NEW YORK – New HIV infections are increasing among homosexuals, drug users and prostitutes who don't seek help because of laws that criminalize these practices, the head of the U.N. AIDS agency said Monday.
Michel Sidibe, the head of UNAIDS, said "it is unacceptable" that 85 countries still have laws criminalizing same sex relations among adults, including seven that impose the death penalty for homosexual practices.
He called a proposed Ugandan law that would impose the death penalty for some gays "very unfortunate" and expressed hope it will never be approved.
At a time when UNAIDS is scaling up its program and seeking universal access to HIV treatment, Sidibe said he was "very scared" because bad laws are being introduced by countries making it impossible for these at risk groups to have access to services.
"You have also a growing conservatism which is making me very scared," Sidibe added.
"We must insist that the rights of the minorities are upheld. If we don't do that ... I think the epidemic will grow again," he warned. "We cannot accept the tyranny of the majority."
Sidibe told a group of journalists at a luncheon hosted by the United Nations Foundation that in countries from China to Kenya and Malawi, about 33 percent of new HIV infections are in men having sex with men, a significant increase.
By contrast, he said that in the Caribbean where most countries don't have repressive laws, only between 3 and 6 percent of HIV infections are in male homosexuals.
Even in the United States, where laws are not restrictive and the gay community was the first to tackle AIDS, Sidibe said it is "shocking" that more than 50 percent of new HIV infections last year occurred among homosexuals. And he said in the 19-25 age bracket the infection rate was even higher.

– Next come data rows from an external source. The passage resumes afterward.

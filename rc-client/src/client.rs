//! Request/response client.
//!
//! The main public interface: one command in, one response out, one
//! connection attempt chain per request.

use std::sync::Arc;

use rc_protocol::{Command, KeyFileSigner, Response, Signer};
use serde_json::{Map, Value};
use tokio::sync::{broadcast, Mutex};
use tracing::debug;

use crate::auth::AuthGate;
use crate::config::ClientConfig;
use crate::duplex::{DuplexStream, Shared};
use crate::error::ClientError;
use crate::event::ClientEvent;
use crate::transport::{Transport, WsTransport};

/// Remote-command client.
///
/// A client runs one call at a time. It can be shared (e.g. in an `Arc`)
/// so that [`disconnect`](Client::disconnect) can be called while a request
/// is in flight, but a second concurrent `send` or `connect` is rejected
/// with [`ClientError::RequestInFlight`].
pub struct Client {
    config: ClientConfig,
    signer: Arc<dyn Signer>,
    transport: Arc<dyn Transport>,
    shared: Arc<Shared>,
    /// Stream parked by `connect()`. Locked for the duration of every call.
    slot: Mutex<Option<DuplexStream>>,
}

impl Client {
    /// Create a client using the key-file signer and the WebSocket transport.
    pub fn new(config: ClientConfig) -> Self {
        Self {
            config,
            signer: Arc::new(KeyFileSigner::new()),
            transport: Arc::new(WsTransport::new()),
            shared: Arc::new(Shared::new()),
            slot: Mutex::new(None),
        }
    }

    /// Replace the signature provider.
    pub fn with_signer(mut self, signer: impl Signer + 'static) -> Self {
        self.signer = Arc::new(signer);
        self
    }

    /// Replace the transport.
    pub fn with_transport(mut self, transport: impl Transport + 'static) -> Self {
        self.transport = Arc::new(transport);
        self
    }

    /// Client configuration.
    pub fn config(&self) -> &ClientConfig {
        &self.config
    }

    /// Subscribe to lifecycle events.
    pub fn events(&self) -> broadcast::Receiver<ClientEvent> {
        self.shared.events.subscribe()
    }

    /// Establish and authenticate a session without sending anything.
    ///
    /// The session is kept and used by the next [`send`](Client::send).
    /// Calling this while a session is already open does nothing.
    pub async fn connect(&self) -> Result<(), ClientError> {
        let mut slot = self.slot.try_lock().map_err(|_| ClientError::RequestInFlight)?;
        self.shared.begin_call();

        if slot.as_mut().is_some_and(|parked| parked.poll_idle()) {
            return Ok(());
        }

        let mut stream = self.stream()?;
        stream.connect().await?;
        *slot = Some(stream);
        Ok(())
    }

    /// Send `command` with `options` and wait for its response.
    ///
    /// The first inbound message becomes the response; the session is then
    /// closed. A transport error seen before the response fails the call.
    ///
    /// # Errors
    ///
    /// - `RequestInFlight` if another call is running on this client
    /// - `Auth` if signing fails
    /// - `Transport` / `ConnectFailed` if no attempt could open a socket
    /// - `Disconnected` if [`disconnect`](Client::disconnect) ran while connecting
    /// - `Protocol` if the response is malformed
    /// - `ClosedWithoutResponse` if the socket closed before replying
    pub async fn send(
        &self,
        command: &str,
        options: Map<String, Value>,
    ) -> Result<Response, ClientError> {
        let mut slot = self.slot.try_lock().map_err(|_| ClientError::RequestInFlight)?;
        self.shared.begin_call();

        // A parked session the server has closed in the meantime is replaced.
        let parked = slot
            .take()
            .and_then(|mut parked| parked.poll_idle().then_some(parked));
        let mut stream = match parked {
            Some(parked) => parked,
            None => self.stream()?,
        };

        stream.write(&Command::with_options(command, options)).await?;

        let mut response: Option<Response> = None;
        let mut error: Option<ClientError> = None;
        let mut settled = false;

        // Read until the close, even once settled, so it is observed.
        while let Some(item) = stream.read().await {
            if settled {
                if let Err(e) = item {
                    debug!(error = %e, "error after completion ignored");
                }
                continue;
            }

            match item.and_then(|value| Response::from_value(value).map_err(Into::into)) {
                Ok(decoded) => {
                    response = Some(decoded);
                    settled = true;
                    stream.close();
                }
                Err(ClientError::Transport(e)) => {
                    // Recorded; the close that follows ends the call.
                    error.get_or_insert(ClientError::Transport(e));
                }
                Err(e) => {
                    error.get_or_insert(e);
                    settled = true;
                    stream.close();
                }
            }
        }

        match (error, response) {
            (Some(e), _) => Err(e),
            (None, Some(response)) => Ok(response),
            (None, None) => Err(ClientError::ClosedWithoutResponse),
        }
    }

    /// Close the current session.
    ///
    /// With no session this is a no-op. A call still connecting makes no
    /// further attempts and fails with [`ClientError::Disconnected`]; a call
    /// already connected ends with the error its closed session produces.
    pub fn disconnect(&self) {
        if let Ok(mut slot) = self.slot.try_lock() {
            if let Some(mut parked) = slot.take() {
                debug!("dropping parked session");
                parked.close();
            }
            return;
        }
        self.shared.cancel();
    }

    fn stream(&self) -> Result<DuplexStream, ClientError> {
        let gate = AuthGate::new(
            Arc::clone(&self.signer),
            self.config.key_name.clone(),
            self.config.key_dir.clone(),
        );
        DuplexStream::new(
            &self.config,
            gate,
            Arc::clone(&self.transport),
            Arc::clone(&self.shared),
        )
    }
}

impl std::fmt::Debug for Client {
    fn fmt(&self, f: &mut std::fmt::Formatter<'_>) -> std::fmt::Result {
        f.debug_struct("Client")
            .field("config", &self.config)
            .finish_non_exhaustive()
    }
}
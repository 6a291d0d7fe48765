//! Retry decisions for failed opens.
//!
//! States: NOT_CONNECTED → CONNECTED → CLOSED_FINAL
//!
//! Only a socket that never opened is retried. Once a socket has opened,
//! its close is final for the call regardless of whether data flowed.
//! One controller lives for exactly one call chain; its attempt counter is
//! never shared between calls.

/// What happened to one connection attempt.
#[derive(Debug, Clone, Copy, PartialEq, Eq)]
pub enum AttemptOutcome {
    /// Socket reached the open state.
    Opened,
    /// Socket closed without ever opening.
    FailedBeforeOpen,
    /// Socket opened earlier and has now closed.
    ClosedAfterOpen,
}

/// What the caller should do next.
#[derive(Debug, Clone, Copy, PartialEq, Eq)]
pub enum Decision {
    /// Keep using the open socket.
    Proceed,
    /// Authenticate again and open a fresh socket.
    Retry {
        /// 1-based retry number.
        attempt: u32,
        /// Configured retry budget.
        budget: u32,
    },
    /// Socket closed after opening; signal end-of-stream.
    Finished,
    /// No open was ever achieved and the budget is spent.
    Exhausted {
        /// Total number of opens attempted.
        attempts: u32,
    },
}

/// Controller state.
#[derive(Debug, Clone, Copy, PartialEq, Eq)]
pub enum ReconnectState {
    /// No socket has opened yet.
    NotConnected,
    /// A socket is open.
    Connected,
    /// The call chain is over.
    ClosedFinal,
}

/// Decides, per close, whether to try again.
#[derive(Debug)]
pub struct ReconnectController {
    budget: u32,
    attempts: u32,
    state: ReconnectState,
}

impl ReconnectController {
    /// Create a controller allowing `budget` retries. 0 never retries.
    pub fn new(budget: u32) -> Self {
        Self {
            budget,
            attempts: 0,
            state: ReconnectState::NotConnected,
        }
    }

    /// Retries used so far in this call chain.
    pub fn attempts(&self) -> u32 {
        self.attempts
    }

    /// Configured retry budget.
    pub fn budget(&self) -> u32 {
        self.budget
    }

    /// Current state.
    pub fn state(&self) -> ReconnectState {
        self.state
    }

    /// Feed the outcome of an attempt and get the next step.
    pub fn observe(&mut self, outcome: AttemptOutcome) -> Decision {
        match outcome {
            AttemptOutcome::Opened => {
                self.state = ReconnectState::Connected;
                Decision::Proceed
            }
            AttemptOutcome::ClosedAfterOpen => {
                self.attempts = 0;
                self.state = ReconnectState::ClosedFinal;
                Decision::Finished
            }
            AttemptOutcome::FailedBeforeOpen => {
                if self.budget > 0 && self.attempts < self.budget {
                    self.attempts += 1;
                    self.state = ReconnectState::NotConnected;
                    Decision::Retry {
                        attempt: self.attempts,
                        budget: self.budget,
                    }
                } else {
                    let attempts = self.attempts + 1;
                    self.attempts = 0;
                    self.state = ReconnectState::ClosedFinal;
                    Decision::Exhausted { attempts }
                }
            }
        }
    }
}

#[cfg(test)]
mod tests {
    use super::*;

    #[test]
    fn test_zero_budget_never_retries() {
        let mut rc = ReconnectController::new(0);
        assert_eq!(
            rc.observe(AttemptOutcome::FailedBeforeOpen),
            Decision::Exhausted { attempts: 1 }
        );
        assert_eq!(rc.attempts(), 0);
        assert_eq!(rc.state(), ReconnectState::ClosedFinal);
    }

    #[test]
    fn test_budget_allows_n_plus_one_opens() {
        for budget in 0..5u32 {
            let mut rc = ReconnectController::new(budget);
            let mut opens = 0;
            loop {
                opens += 1;
                match rc.observe(AttemptOutcome::FailedBeforeOpen) {
                    Decision::Retry { attempt, budget: b } => {
                        assert_eq!(attempt, opens);
                        assert_eq!(b, budget);
                    }
                    Decision::Exhausted { attempts } => {
                        assert_eq!(attempts, budget + 1);
                        break;
                    }
                    other => panic!("unexpected decision {:?}", other),
                }
            }
            assert_eq!(opens, budget + 1);
            assert_eq!(rc.attempts(), 0);
        }
    }

    #[test]
    fn test_close_after_open_is_final_even_with_budget() {
        let mut rc = ReconnectController::new(5);
        assert_eq!(rc.observe(AttemptOutcome::Opened), Decision::Proceed);
        assert_eq!(rc.state(), ReconnectState::Connected);
        assert_eq!(
            rc.observe(AttemptOutcome::ClosedAfterOpen),
            Decision::Finished
        );
        assert_eq!(rc.state(), ReconnectState::ClosedFinal);
    }

    #[test]
    fn test_counter_resets_after_success() {
        let mut rc = ReconnectController::new(2);
        assert!(matches!(
            rc.observe(AttemptOutcome::FailedBeforeOpen),
            Decision::Retry { attempt: 1, .. }
        ));
        assert_eq!(rc.attempts(), 1);

        rc.observe(AttemptOutcome::Opened);
        rc.observe(AttemptOutcome::ClosedAfterOpen);
        assert_eq!(rc.attempts(), 0);
    }
}
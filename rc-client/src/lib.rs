//! Remote-command client.
//!
//! Opens an authenticated WebSocket session to a command server, sends one
//! command, and returns the server's response.
//!
//! # Connection Lifecycle
//!
//! - **Sign First**: every attempt asks the [`Signer`] for a fresh
//!   authorization header before a socket is opened. A signing failure ends
//!   the call; it is never retried.
//! - **Retry Only Failed Opens**: a socket that never opened is retried up to
//!   the configured budget. A socket that opened and then closed is final,
//!   even if no data was received.
//! - **One Request, One Connection**: the session that answered a request is
//!   closed as soon as the response arrives.
//! - **One Call at a Time**: concurrent calls on one [`Client`] are rejected
//!   with [`ClientError::RequestInFlight`].

#![forbid(unsafe_code)]
#![deny(missing_docs)]
#![cfg_attr(not(test), deny(clippy::unwrap_used))]
#![cfg_attr(not(test), deny(clippy::expect_used))]
#![cfg_attr(not(test), deny(clippy::panic))]

pub mod auth;
pub mod client;
pub mod config;
pub mod duplex;
pub mod error;
pub mod event;
pub mod reconnect;
pub mod session;
pub mod transport;

pub use auth::AuthGate;
pub use client::Client;
pub use config::{ClientConfig, TransportOptions};
pub use duplex::DuplexStream;
pub use error::ClientError;
pub use event::ClientEvent;
pub use reconnect::{AttemptOutcome, Decision, ReconnectController};
pub use session::{SessionCloser, TransportSession};
pub use transport::{
    OpenRequest, Payload, Socket, SocketCommand, SocketDriver, Transport, TransportEvent,
    WsTransport,
};

pub use rc_protocol::{
    AuthError, Command, KeyFileSigner, ProtocolError, Response, SessionState, Signer,
};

"It seems like we have come full circle" in the United States, he said. "After almost no cases a few years ago we are seeing again this new peak among people who are not having access to all the information, the protection that is needed."
In addition to failing to adequately deliver the right messages about AIDS prevention, Sidibe blamed complacency in a new generation that has access to treatment.
He added that this was not just a problem in the U.S. but in Europe and in Africa as well.
Sidibe said drug users are also getting the HIV virus that causes AIDS in high numbers.
"You have 70 percent of new infections occurring in Eastern Europe and Central Asia among drug users, but they are criminalized," he said. "They don't have access to services. They have to hide themselves and go underground."
Of the 16 million people in the world who are injecting drugs, almost 3 million are HIV positive, and among them less than 4 percent have access to treatment and less than 8 percent have access to services, Sidibe said.
"It's the same for men having sex with men," he said.
In Nigeria, where there are 1,000 new HIV infections every day, over 30 percent are in vulnerable groups — drug users, sex workers and homosexuals, he said.
Sidibe called for "a prevention revolution" including a campaign in major cities around the world like the anti-smoking campaigns launched in recent years.